When the Emancipation Proclamation was signed in 1863, the black community owned less than one percent of the United States’ total wealth. More than 150 years later, that number has barely budged. The Color of Money pursues the persistence of this racial wealth gap by focusing on the generators of wealth in the black community: black banks. Studying these institutions over time, Mehrsa Baradaran challenges the myth that black communities could ever accumulate wealth in a segregated economy. Instead, housing segregation, racism, and Jim Crow credit policies created an inescapable, but hard to detect, economic trap for black communities and their banks.
The catch-22 of black banking is that the very institutions needed to help communities escape the deep poverty caused by discrimination and segregation inevitably became victims of that same poverty.
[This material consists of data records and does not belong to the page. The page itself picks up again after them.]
use crate::codec::CodecError;
use bytes::{Buf, BufMut, Bytes, BytesMut};
use std::io::Cursor;

/// Optional parameter tags the gateway reads or writes.
pub mod tags {
    pub const RECEIPTED_MESSAGE_ID: u16 = 0x001E;
    pub const USER_MESSAGE_REFERENCE: u16 = 0x0204;
    pub const NETWORK_ERROR_CODE: u16 = 0x0423;
    pub const MESSAGE_PAYLOAD: u16 = 0x0424;
    pub const MESSAGE_STATE: u16 = 0x0427;
}

#[derive(Clone, Debug, PartialEq)]
pub struct Tlv {
    /// The Tag field is used to uniquely identify the particular optional parameter in question.
    pub tag: u16,

    /// The Value field contains the actual data for the optional parameter in question.
    /// Its length is written to the wire as the Length field.
    pub value: Bytes,
}

impl Tlv {
    pub fn new(tag: u16, value: impl Into<Bytes>) -> Self {
        Self {
            tag,
            value: value.into(),
        }
    }

    pub fn from_u8(tag: u16, value: u8) -> Self {
        Self::new(tag, vec![value])
    }

    /// A C-octet string value, null terminator included.
    pub fn from_cstring(tag: u16, value: &str) -> Self {
        let mut bytes = Vec::with_capacity(value.len() + 1);
        bytes.extend_from_slice(value.as_bytes());
        bytes.push(0);
        Self::new(tag, bytes)
    }

    pub fn as_u8(&self) -> Option<u8> {
        self.value.first().copied()
    }

    /// Reads the value as text, stopping at the first null.
    pub fn as_string(&self) -> String {
        let end = self
            .value
            .iter()
            .position(|&b| b == 0)
            .unwrap_or(self.value.len());
        String::from_utf8_lossy(&self.value[..end]).into_owned()
    }

    pub fn encode(&self, buf: &mut BytesMut) -> Result<(), CodecError> {
        let length = u16::try_from(self.value.len()).map_err(|_| {
            CodecError::TlvError(format!(
                "value of tag {:#06x} is {} octets, limit is {}",
                self.tag,
                self.value.len(),
                u16::MAX
            ))
        })?;
        buf.put_u16(self.tag);
        buf.put_u16(length);
        buf.put_slice(&self.value);
        Ok(())
    }

    /// Decodes every TLV remaining in `buf`.
    pub fn decode_all(buf: &mut Cursor<&[u8]>) -> Result<Vec<Tlv>, CodecError> {
        let mut tlvs = Vec::new();
        while buf.has_remaining() {
            if buf.remaining() < 4 {
                return Err(CodecError::TlvError(format!(
                    "{} trailing octets cannot hold a tag and length",
                    buf.remaining()
                )));
            }
            let tag = buf.get_u16();
            let length = buf.get_u16() as usize;
            if buf.remaining() < length {
                return Err(CodecError::TlvError(format!(
                    "tag {tag:#06x} declares {length} octets, {} remain",
                    buf.remaining()
                )));
            }
            tlvs.push(Tlv {
                tag,
                value: buf.copy_to_bytes(length),
            });
        }
        Ok(tlvs)
    }
}

/// Finds the first TLV with `tag`.
pub fn find_tlv(tlvs: &[Tlv], tag: u16) -> Option<&Tlv> {
    tlvs.iter().find(|tlv| tlv.tag == tag)
}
Not only could black banks not “control the black dollar” due to the dynamics of bank depositing and lending but they drained black capital into white banks, leaving the black economy with the scraps.
Baradaran challenges the long-standing notion that black banking and community self-help is the solution to the racial wealth gap. These initiatives have functioned as a potent political decoy to avoid more fundamental reforms and racial redress. Examining the fruits of past policies and the operation of banking in a segregated economy, she makes clear that only bolder, more realistic views of banking’s relation to black communities will end the cycle of poverty and promote black wealth.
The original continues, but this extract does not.